*THE PROBLEM*:
Reproduce exactly the lines below, from the first through the one containing "the walk terminates.", and nothing more.
══ TASK INPUTS
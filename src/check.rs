//! Heap consistency checker.
//!
//! Two read-only passes over the heap:
//!
//! 1. The free list, pair by pair: every entry is a free, well-tagged header
//!    inside the heap, entries strictly increase in offset, no two neighbours
//!    touch (a touching pair is a missed coalesce), and the walk terminates.
//!    The number of entries must match the heap's free block counter.
//! 2. The implicit block chain: starting at each segment, `offset + header +
//!    size` must land exactly on the next header and finally on the segment
//!    end. Because blocks tile their segments, this is also the overlap check
//!    for allocated blocks. Every free block met on the way must be the next
//!    free list entry.

use crate::{
  arena::Arena,
  block::{self, ALIGNMENT, Block, MIN_BLOCK_SIZE},
  free_list::FreeList,
};

/// An invariant the heap failed to uphold, with the offsets and sizes involved.
#[derive(Debug, Clone, PartialEq, Eq, thiserror::Error)]
pub enum CheckError {
  #[error("free list entry {offset:#x} is not a block header inside the heap")]
  OutOfBounds { offset: usize },
  #[error("block at {offset:#x} with {size} bytes runs past its segment end {end:#x}")]
  Overrun { offset: usize, size: usize, end: usize },
  #[error("header of block at {offset:#x} carries stray tag bits ({word:#x})")]
  StrayBits { offset: usize, word: usize },
  #[error("free list entry {offset:#x} ({size} bytes) is marked allocated")]
  AllocatedOnFreeList { offset: usize, size: usize },
  #[error("free list out of order: {prev:#x} is followed by {current:#x}")]
  OutOfOrder { prev: usize, current: usize },
  #[error("free blocks {prev:#x} ({prev_size} bytes) and {current:#x} touch but were not coalesced")]
  Uncoalesced {
    prev: usize,
    prev_size: usize,
    current: usize,
  },
  #[error("free list does not terminate within {bound} entries")]
  Cycle { bound: usize },
  #[error("free list holds {walked} blocks but the heap counts {tracked}")]
  CountMismatch { walked: usize, tracked: usize },
  #[error("{offset:#x}..{end:#x} is too short for a block header")]
  Gap { offset: usize, end: usize },
  #[error("free block at {offset:#x} is missing from the free list")]
  Unlisted { offset: usize },
  #[error("free list entry {offset:#x} does not start a block")]
  Stray { offset: usize },
}

/// Summary of a heap that passed the check.
#[derive(Debug, Clone, Copy, Default, PartialEq, Eq)]
pub struct HeapReport {
  /// Bytes obtained from the page source, headers included.
  pub heap_bytes: usize,
  pub blocks: usize,
  pub free_blocks: usize,
  pub free_bytes: usize,
  pub allocated_blocks: usize,
  pub allocated_bytes: usize,
  /// Largest payload a single allocation could get without growing the heap.
  pub largest_free: usize,
}

pub(crate) fn check(
  arena: &Arena,
  free_list: &FreeList,
  tracked: usize,
) -> Result<HeapReport, CheckError> {
  let walked = check_free_list(arena, free_list)?;
  if walked != tracked {
    return Err(CheckError::CountMismatch { walked, tracked });
  }
  check_chain(arena, free_list)
}

fn check_free_list(
  arena: &Arena,
  free_list: &FreeList,
) -> Result<usize, CheckError> {
  let bound = arena.len() / MIN_BLOCK_SIZE + 1;
  let mut walked = 0;
  let mut prev: Option<Block> = None;
  let mut current = free_list.head();

  while let Some(block) = current {
    let offset = block.offset();
    if walked == bound {
      return Err(CheckError::Cycle { bound });
    }
    if !arena.holds_header(offset) {
      return Err(CheckError::OutOfBounds { offset });
    }

    let word = arena.header_word(block);
    let size = block::decode_size(word);
    if word & (ALIGNMENT - 1) & !0x1 != 0 {
      return Err(CheckError::StrayBits { offset, word });
    }
    if !arena.holds_block(block) {
      let end = arena.segment_end(offset).unwrap_or(offset);
      return Err(CheckError::Overrun { offset, size, end });
    }
    if block::decode_allocated(word) {
      return Err(CheckError::AllocatedOnFreeList { offset, size });
    }

    if let Some(prev) = prev {
      if prev >= block {
        return Err(CheckError::OutOfOrder {
          prev: prev.offset(),
          current: offset,
        });
      }
      if arena.adjacent(prev, block) {
        return Err(CheckError::Uncoalesced {
          prev: prev.offset(),
          prev_size: arena.get_size(prev),
          current: offset,
        });
      }
    }

    current = arena.next(block);
    if current == Some(block) {
      return Err(CheckError::Cycle { bound });
    }
    walked += 1;
    prev = Some(block);
  }

  Ok(walked)
}

fn check_chain(
  arena: &Arena,
  free_list: &FreeList,
) -> Result<HeapReport, CheckError> {
  let mut report = HeapReport {
    heap_bytes: arena.len(),
    ..HeapReport::default()
  };
  let mut listed = free_list.head();

  for (start, end) in arena.segments() {
    let mut offset = start;

    while offset < end {
      if let Some(entry) = listed {
        if entry.offset() < offset {
          return Err(CheckError::Stray { offset: entry.offset() });
        }
      }
      if !arena.holds_header(offset) {
        return Err(CheckError::Gap { offset, end });
      }

      let block = Block::at(offset);
      let size = arena.get_size(block);
      let next = block.end(size);
      if next > end {
        return Err(CheckError::Overrun { offset, size, end });
      }

      if arena.is_allocated(block) {
        report.allocated_blocks += 1;
        report.allocated_bytes += size;
      } else {
        if listed != Some(block) {
          return Err(CheckError::Unlisted { offset });
        }
        listed = arena.next(block);
        report.free_blocks += 1;
        report.free_bytes += size;
        report.largest_free = report.largest_free.max(size);
      }

      report.blocks += 1;
      offset = next;
    }
  }

  match listed {
    Some(entry) => Err(CheckError::Stray { offset: entry.offset() }),
    None => Ok(report),
  }
}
════
*RESULT OF THIS EXERCISE*:
filename src/check.rs
//! Heap consistency checker.
//!
//! Two read-only passes over the heap:
//!
//! 1. The free list, pair by pair: every entry is a free, well-tagged header
//!    inside the heap, entries strictly increase in offset, no two neighbours
//!    touch (a touching pair is a missed coalesce), and the walk terminates.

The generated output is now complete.